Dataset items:

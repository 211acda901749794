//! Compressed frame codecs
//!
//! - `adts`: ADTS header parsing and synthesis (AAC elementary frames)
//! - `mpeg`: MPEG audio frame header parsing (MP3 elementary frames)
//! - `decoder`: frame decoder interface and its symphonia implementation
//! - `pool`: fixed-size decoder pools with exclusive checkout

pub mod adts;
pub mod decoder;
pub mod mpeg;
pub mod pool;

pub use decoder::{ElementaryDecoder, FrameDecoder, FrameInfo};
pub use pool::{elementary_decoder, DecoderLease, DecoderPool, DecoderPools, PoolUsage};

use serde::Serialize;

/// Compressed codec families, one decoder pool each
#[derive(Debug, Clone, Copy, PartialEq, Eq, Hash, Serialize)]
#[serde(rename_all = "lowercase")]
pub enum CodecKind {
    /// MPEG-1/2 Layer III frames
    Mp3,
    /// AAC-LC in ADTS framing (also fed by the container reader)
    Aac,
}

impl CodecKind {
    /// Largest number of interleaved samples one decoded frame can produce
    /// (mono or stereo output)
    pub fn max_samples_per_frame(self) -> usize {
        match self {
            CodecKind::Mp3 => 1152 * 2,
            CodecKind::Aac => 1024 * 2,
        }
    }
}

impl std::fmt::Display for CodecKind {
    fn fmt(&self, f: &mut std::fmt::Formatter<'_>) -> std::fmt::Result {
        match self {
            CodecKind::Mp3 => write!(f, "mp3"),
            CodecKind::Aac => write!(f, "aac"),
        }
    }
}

» WHAT YOU WILL DO: Restate the data above word for word.

» RESULT OF THIS TASK:
repository 211acda901749794
//! Compressed frame codecs
//!
//! - `adts`: ADTS header parsing and synthesis (AAC elementary frames)
//! - `mpeg`: MPEG audio frame header parsing (MP3 elementary frames)
//! - `decoder`: frame decoder interface and its symphonia implementation
//! - `pool`: fixed-size decoder pools with exclusive checkout

pub mod adts;
pub mod decoder;
pub mod mpeg;
pub mod pool;

pub use decoder::{ElementaryDecoder, FrameDecoder, FrameInfo};
pub use pool::{elementary_decoder, DecoderLease, DecoderPool, DecoderPools, PoolUsage};

use serde::Serialize;

/// Compressed codec families, one decoder pool each
#[derive(Debug, Clone, Copy, PartialEq, Eq, Hash, Serialize)]
#[serde(rename_all = "lowercase")]
pub enum CodecKind {
    /// MPEG-1/2 Layer III frames
    Mp3,
    /// AAC-LC in ADTS framing (also fed by the container reader)
    Aac,
}

impl CodecKind {
    /// Largest number of interleaved samples one decoded frame can produce
    /// (mono or stereo output)
    pub fn max_samples_per_frame(self) -> usize {
        match self {
            CodecKind::Mp3 => 1152 * 2,
            CodecKind::Aac => 1024 * 2,
        }
    }
}

impl std::fmt::Display for CodecKind {
    fn fmt(&self, f: &mut std::fmt::Formatter<'_>) -> std::fmt::Result {
        match self {
            CodecKind::Mp3 => write!(f, "mp3"),
            CodecKind::Aac => write!(f, "aac"),
        }
    }
}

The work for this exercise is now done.